Vous venez d’entrer dans la deuxième pièce. Êtes-vous bien installés ? Il y a un petit banc gris derrière vous. Vous pouvez vous asseoir. Je vous aurais bien apporté un verre d’alcool de Bulgarie, mais cela fait longtemps maintenant que je n’y suis pas allée. Il n’y a pas le noir complet. C’est normal : il y a un écran qui émet de la lumière.
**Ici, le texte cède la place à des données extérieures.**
//! Offset/limit pagination shared by the catalog and order listings.
//!
//! Both read paths (cache-backed search and direct primary-store queries)
//! return the same [`Page`] shape so callers cannot tell which one served
//! the request.

use serde::{Deserialize, Serialize};

pub const DEFAULT_PAGE_NUMBER: u32 = 1;
pub const DEFAULT_PAGE_SIZE: u32 = 10;

/// Caller-supplied pagination, with defaults for absent fields
#[derive(Debug, Clone, Copy, Default, Serialize, Deserialize)]
pub struct Pagination {
    pub page_number: Option<u32>,
    pub page_size: Option<u32>,
}

impl Pagination {
    /// Resolve to a concrete `(page_number, page_size)`, both at least 1
    pub fn resolve(&self) -> (u32, u32) {
        let page_number = self.page_number.unwrap_or(DEFAULT_PAGE_NUMBER).max(1);
        let page_size = self.page_size.unwrap_or(DEFAULT_PAGE_SIZE).max(1);
        (page_number, page_size)
    }

    /// Zero-based offset of the first row on the page
    pub fn offset(&self) -> u64 {
        let (page_number, page_size) = self.resolve();
        u64::from(page_number - 1) * u64::from(page_size)
    }
}

/// One page of results plus totals
#[derive(Debug, Clone, PartialEq, Serialize, Deserialize)]
pub struct Page<T> {
    pub items: Vec<T>,
    pub total_items: u64,
    pub total_pages: u32,
    pub page_number: u32,
    pub page_size: u32,
}

impl<T> Page<T> {
    /// Assemble a page, deriving `total_pages` from the item count
    pub fn new(items: Vec<T>, total_items: u64, pagination: Pagination) -> Self {
        let (page_number, page_size) = pagination.resolve();
        let total_pages = total_items.div_ceil(u64::from(page_size)) as u32;
        Self {
            items,
            total_items,
            total_pages,
            page_number,
            page_size,
        }
    }
}

#[cfg(test)]
mod tests {
    use super::*;

    #[test]
    fn defaults_apply_when_absent() {
        let pagination = Pagination::default();
        assert_eq!(pagination.resolve(), (1, 10));
        assert_eq!(pagination.offset(), 0);
    }

    #[test]
    fn offset_skips_earlier_pages() {
        let pagination = Pagination {
            page_number: Some(3),
            page_size: Some(25),
        };
        assert_eq!(pagination.offset(), 50);
    }

    #[test]
    fn zero_values_are_clamped() {
        let pagination = Pagination {
            page_number: Some(0),
            page_size: Some(0),
        };
        assert_eq!(pagination.resolve(), (1, 1));
    }

    #[test]
    fn total_pages_rounds_up() {
        let page = Page::new(vec![1, 2, 3], 11, Pagination::default());
        assert_eq!(page.total_pages, 2);
        assert_eq!(page.total_items, 11);

        let empty: Page<i32> = Page::new(vec![], 0, Pagination::default());
        assert_eq!(empty.total_pages, 0);
    }
}
#![allow(clippy::doc_markdown)] // Allow technical terms like PostgreSQL, RediSearch in docs
#![allow(clippy::missing_errors_doc)] // Allow public functions without # Errors sections
#![allow(clippy::must_use_candidate)] // Allow methods without must_use when context is clear

//! # Storefront Core
//!
//! The order-fulfillment and catalog-read core of a storefront service.
//!
//! ## Overview
//!
//! This crate owns the two parts of the system with real invariants and
//! failure coupling:
//!
//! - **The inventory transaction engine**: order creation that validates
//!   every requested line item against live stock, snapshots price and name
//!   at the moment of sale, and atomically persists the order together with
//!   all stock decrements - all-or-nothing, never a partial state.
//! - **The cache consistency manager**: a search-indexed Redis mirror of the
//!   product catalog that accelerates reads, tracked by a process-wide
//!   health flag. Cache failures silently degrade reads to the primary
//!   PostgreSQL store and silently skip write mirroring; they can never
//!   fail an order or a product write.
//!
//! HTTP routing, authentication, and input-schema validation live in the
//! embedding application; this crate consumes validated payloads and
//! returns domain results or typed failures.
//!
//! ## Module Organization
//!
//! - [`models`] - domain types and invariant validation
//! - [`store`] - primary-store traits plus PostgreSQL and in-memory stores
//! - [`cache`] - cache capability, health flag, Redis store, reconciliation
//! - [`catalog`] - product service: writes with write-through, strategy-based reads
//! - [`orders`] - the order-creation transaction engine
//! - [`database`] - connection pool management and migrations
//! - [`config`] - typed, layered configuration
//! - [`error`] - structured error taxonomy
//! - [`logging`] - environment-aware structured logging
//!
//! ## Quick Start
//!
//! ```rust,no_run
//! use std::sync::Arc;
//! use storefront_core::cache::{sync, CacheHealth, RedisCacheStore};
//! use storefront_core::catalog::CatalogService;
//! use storefront_core::config::ConfigManager;
//! use storefront_core::database::DatabaseConnection;
//! use storefront_core::orders::OrderService;
//! use storefront_core::store::PgStore;
//!
//! # async fn example() -> Result<(), Box<dyn std::error::Error>> {
//! let manager = ConfigManager::load()?;
//! let health = CacheHealth::new();
//!
//! let db = DatabaseConnection::connect(&manager.config().database).await?;
//! let store = Arc::new(PgStore::new(db.pool().clone()));
//!
//! let cache = Arc::new(RedisCacheStore::connect(&manager.config().cache).await?);
//! health.set_healthy(true);
//! sync::reconcile(store.as_ref(), cache.as_ref(), &health).await;
//!
//! let catalog = CatalogService::new(store.clone(), cache, health);
//! let orders = OrderService::new(store.clone(), store);
//! # Ok(())
//! # }
//! ```

pub mod cache;
pub mod catalog;
pub mod config;
pub mod database;
pub mod error;
pub mod logging;
pub mod models;
pub mod orders;
pub mod store;

pub use cache::{CacheError, CacheHealth, CacheStore};
pub use catalog::CatalogService;
pub use config::{CacheConfig, ConfigManager, DatabaseConfig, StorefrontConfig};
pub use error::{OrderError, ProductError, StoreError};
pub use models::{
    Category, LineItemRequest, NewProduct, Order, OrderLineItem, OrderStatus, Page, Pagination,
    Product, ProductFilter, UpdateProduct, Vendor,
};
pub use orders::OrderService;
pub use store::{MemoryStore, OrderStore, PgStore, ProductStore};
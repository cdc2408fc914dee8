//! Configuration loading with environment awareness.
//!
//! Sources are layered lowest-precedence first: compiled defaults,
//! `config/default.toml`, `config/{environment}.toml`, then
//! `STOREFRONT_`-prefixed environment variables
//! (e.g. `STOREFRONT_DATABASE__HOST`).

use config::{Config, Environment, File};
use tracing::info;

use super::{ConfigurationError, StorefrontConfig};

/// Loads and owns the process configuration
#[derive(Debug, Clone)]
pub struct ConfigManager {
    config: StorefrontConfig,
    environment: String,
}

impl ConfigManager {
    /// Load configuration for the auto-detected environment
    pub fn load() -> Result<Self, ConfigurationError> {
        let environment = detect_environment();
        Self::load_for_environment(&environment)
    }

    /// Load configuration for an explicit environment
    pub fn load_for_environment(environment: &str) -> Result<Self, ConfigurationError> {
        let defaults = StorefrontConfig::default();

        let config: StorefrontConfig = Config::builder()
            .add_source(Config::try_from(&defaults)?)
            .add_source(File::with_name("config/default").required(false))
            .add_source(File::with_name(&format!("config/{environment}")).required(false))
            .add_source(Environment::with_prefix("STOREFRONT").separator("__"))
            .build()?
            .try_deserialize()?;

        config.validate()?;

        info!(
            environment = %environment,
            database_host = %config.database.host,
            cache_host = %config.cache.host,
            "Configuration loaded"
        );

        Ok(Self {
            config,
            environment: environment.to_string(),
        })
    }

    pub fn config(&self) -> &StorefrontConfig {
        &self.config
    }

    pub fn environment(&self) -> &str {
        &self.environment
    }
}

fn detect_environment() -> String {
    std::env::var("STOREFRONT_ENV")
        .or_else(|_| std::env::var("APP_ENV"))
        .unwrap_or_else(|_| "development".to_string())
}
//! # Error Taxonomy
//!
//! Structured error types for the order and catalog paths.
//!
//! Three families of failure exist in this core:
//!
//! - **Validation failures** are caller-correctable and are detected before
//!   any mutation. Order validation aggregates one message per offending
//!   product id instead of stopping at the first problem.
//! - **Infrastructure failures** ([`StoreError`]) abort the in-flight atomic
//!   unit entirely; the caller may retry the whole operation.
//! - **Cache degradation** is deliberately absent here: cache failures live
//!   in [`crate::cache::CacheError`] and are absorbed into the health flag
//!   at every call site, never surfaced to callers.

use std::collections::BTreeMap;

use uuid::Uuid;

/// Failures raised by the primary store.
///
/// `InsufficientStock` is the one domain-shaped member of this family: it is
/// produced by the conditional decrement inside the order transaction when a
/// concurrent order drained the stock between the pre-check and the commit.
/// The order engine translates it back into a per-product validation error.
#[derive(Debug, thiserror::Error)]
pub enum StoreError {
    /// Underlying database failure (connection, constraint, transaction abort)
    #[error("database error: {0}")]
    Database(#[from] sqlx::Error),

    /// Conditional decrement found less stock than requested inside the
    /// atomic unit; the whole transaction has been rolled back
    #[error("insufficient stock for product {product_id}: {available} available")]
    InsufficientStock { product_id: Uuid, available: i64 },

    /// A stored row could not be mapped back into a domain type
    #[error("stored record could not be decoded: {0}")]
    Decode(String),
}

/// Failures raised by product catalog writes and reads.
#[derive(Debug, thiserror::Error)]
pub enum ProductError {
    /// The product id does not resolve to an existing product
    #[error("product not found")]
    NotFound,

    /// Another product already owns this (normalized) name
    #[error("a product named {0:?} already exists")]
    NameTaken(String),

    /// Active products are immutable through the update path
    #[error("product is active and cannot be modified")]
    ActiveImmutable,

    /// Field-level invariant violations, one message per field
    #[error("invalid product: {0:?}")]
    Invalid(BTreeMap<String, String>),

    #[error(transparent)]
    Store(#[from] StoreError),
}

/// Failures raised by order creation and lookup.
#[derive(Debug, thiserror::Error)]
pub enum OrderError {
    /// An order requires at least one line item
    #[error("an order requires at least one line item")]
    NoLineItems,

    /// Per-product validation failures, keyed by the offending product id
    #[error("order validation failed for {} product(s)", .0.len())]
    Validation(BTreeMap<Uuid, String>),

    /// The order id does not resolve to an existing order
    #[error("order not found")]
    NotFound,

    #[error(transparent)]
    Store(#[from] StoreError),
}

impl OrderError {
    /// Whether this failure is caller-correctable (a 400-class outcome)
    /// rather than a retryable infrastructure fault.
    pub fn is_validation(&self) -> bool {
        matches!(
            self,
            OrderError::NoLineItems | OrderError::Validation(_) | OrderError::NotFound
        )
    }
}

pub type Result<T, E = StoreError> = std::result::Result<T, E>;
Personne ne sait faire ça ? — Non — Tu veux le noir complet ? — Pardon ? — Tu veux le noir complet ? — Non, mais…. — Ça va là ? — Oui, ça vous va ? — Nous, ça nous va. — Merci. Alors… Vous m’entendez bien ? — Mmmm. — Ça va là, vous êtes bien installés ? — Je n’entends pas si bien-bien, ça dépend… — Je m’approche un peu… — Oui… peut-être, oui.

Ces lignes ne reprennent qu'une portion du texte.